Acute neurobehavioural effects of toluene.

An acute inhalation chamber study of 42 college students was performed to investigate the relation between exposure to 0, 75, and 150 ppm of toluene and changes in central nervous system function and symptoms. Paid subjects were exposed for seven hours over three days. Verbal and visual short term memory (Sternberg, digit span, Benton, pattern memory); perception (pattern recognition); psychomotor skill (simple reaction time, continuous performance, digit symbol, hand-eye coordination, finger tapping, and critical tracking); manual dexterity (one hole); mood (profile of mood scales (POMS]; fatigue (fatigue checklist); and verbal ability were evaluated at 0800, 1200, and 1600 hours. Voluntary symptoms and observations of sleep were collected daily. An analysis of variance and test for trend was performed on the difference and score for each concentration reflecting an eight hour workday where each subject was their own control.
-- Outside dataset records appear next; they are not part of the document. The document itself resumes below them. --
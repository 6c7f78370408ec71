/*!
Pairwise Diffie-Hellman key agreement (C2).

Every client-server pair derives one shared secret over the lifetime of a
session; it seeds that pair's slice of the DC-net keystream (C8) and is the
witness the blame sub-protocol proves knowledge of without revealing it
(C8 `blame`). Grounded in `original_source/src/Crypto/DiffieHellman.{hpp,cpp}`,
which performs the same agreement over the same kind of multiplicative group.
*/

use rand_core::CryptoRngCore;
use serde::{Deserialize, Serialize};
use zeroize::Zeroize;

use super::group_math::{GroupElement, IntegerGroup, Scalar};
use super::hash::sha256;

/// A Diffie-Hellman public value: a group element shared with the original spec's "DH bytes".
pub type DhPublic = GroupElement;

/// A long-term or per-session Diffie-Hellman keypair.
#[derive(Clone)]
pub struct DhKeyPair {
    secret: Scalar,
    pub public: DhPublic,
}

impl DhKeyPair {
    pub fn generate(group: &IntegerGroup, rng: &mut dyn CryptoRngCore) -> Self {
        let secret = group.random_scalar(rng);
        let public = group.pow_g(&secret);
        Self { secret, public }
    }

    /// Derives the shared secret with a peer's public value, hashing the agreed group element
    /// down to a fixed-size key suitable for seeding the bulk round's PRG.
    pub fn agree(&self, group: &IntegerGroup, their_public: &DhPublic) -> SharedSecret {
        let shared_element = group.pow(their_public, &self.secret);
        SharedSecret(sha256(&[&shared_element.to_bytes()]))
    }
}

/// A 256-bit secret shared between exactly two participants. Zeroized on drop; never
/// serialized.
#[derive(Clone, Zeroize)]
#[zeroize(drop)]
pub struct SharedSecret(pub(crate) [u8; 32]);

impl SharedSecret {
    pub fn as_bytes(&self) -> &[u8; 32] {
        &self.0
    }
}

/// A serializable DH public key, paired with the [`IntegerGroup`] it is valid under. Used only
/// where the wire format needs to be decoupled from the in-memory [`GroupElement`]
/// representation (currently nowhere; kept for symmetry with [`DhPublic`]).
#[derive(Clone, Serialize, Deserialize)]
pub struct DhPublicBytes(pub Vec<u8>);
//! Flips a single bit in a published phase's cleartext and shows the corrupted slot's own
//! signature check fails — the detection step that starts the blame sub-protocol in a running
//! round (spec §4.5 step 7).

use dissent_core::bulk::slot::SlotMessage;
use dissent_core::config::SlotIntegrity;
use dissent_core::testing::run_bulk_scenario_happy_path;

fn main() {
    const NUM_SERVERS: usize = 2;
    const NUM_CLIENTS: usize = 3;
    const PAYLOAD_LEN: usize = 16;
    const VICTIM: usize = 1;

    let mut result =
        run_bulk_scenario_happy_path(NUM_SERVERS, NUM_CLIENTS, 1, PAYLOAD_LEN, |client_idx, _phase| vec![client_idx as u8; PAYLOAD_LEN]);

    let bitfield_bytes = NUM_CLIENTS.div_ceil(8);
    let slot_len = 32 + 13 + PAYLOAD_LEN + 64;
    let victim_offset = bitfield_bytes + VICTIM * slot_len;

    let before = SlotMessage::derandomize_and_verify(
        &result.cleartexts[0][victim_offset..victim_offset + slot_len],
        SlotIntegrity::Signed,
        Some(&result.anonymous_verifying_keys[VICTIM]),
    );
    assert!(before.is_some(), "an honest slot must verify before any tampering");

    result.cleartexts[0][victim_offset] ^= 0x01;

    let after = SlotMessage::derandomize_and_verify(
        &result.cleartexts[0][victim_offset..victim_offset + slot_len],
        SlotIntegrity::Signed,
        Some(&result.anonymous_verifying_keys[VICTIM]),
    );
    assert!(after.is_none(), "a single flipped bit must break the slot's signature");
    println!("client {VICTIM}'s slot was tampered with; signature check failed, blame would start");
}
A 3 x 3 Latin square study design evaluated toluene effects simultaneously, controlling for learning across the three days and the solvent order. Intersubject variation in solvent uptake was monitored in breath and urine. A 5-10% decrement in performance was considered significant if it was consistent with a linear trend at p less than 0.05. Adverse performance at 150 ppm toluene was found at 6.0% for digit span, 12.1% for pattern recognition (latency), 5.0% for pattern memory (number correct), 6.5% for one hole, and 3.0% for critical tracking. The number of headaches and eye irritation also increased in a dose response manner. The greatest effect was found for an increasing number of observations of sleep. Overall, no clear pattern of neurobehavioural effects was found consistent with the type 1 central nervous system as classified by the World Health Organisation. Subtle acute effects, however, were found just below and above the ACGIH TLV of 100 ppm toluene, supporting the position that the guideline be lowered since the biological threshold of behavioural effects may be comparable with the TLV.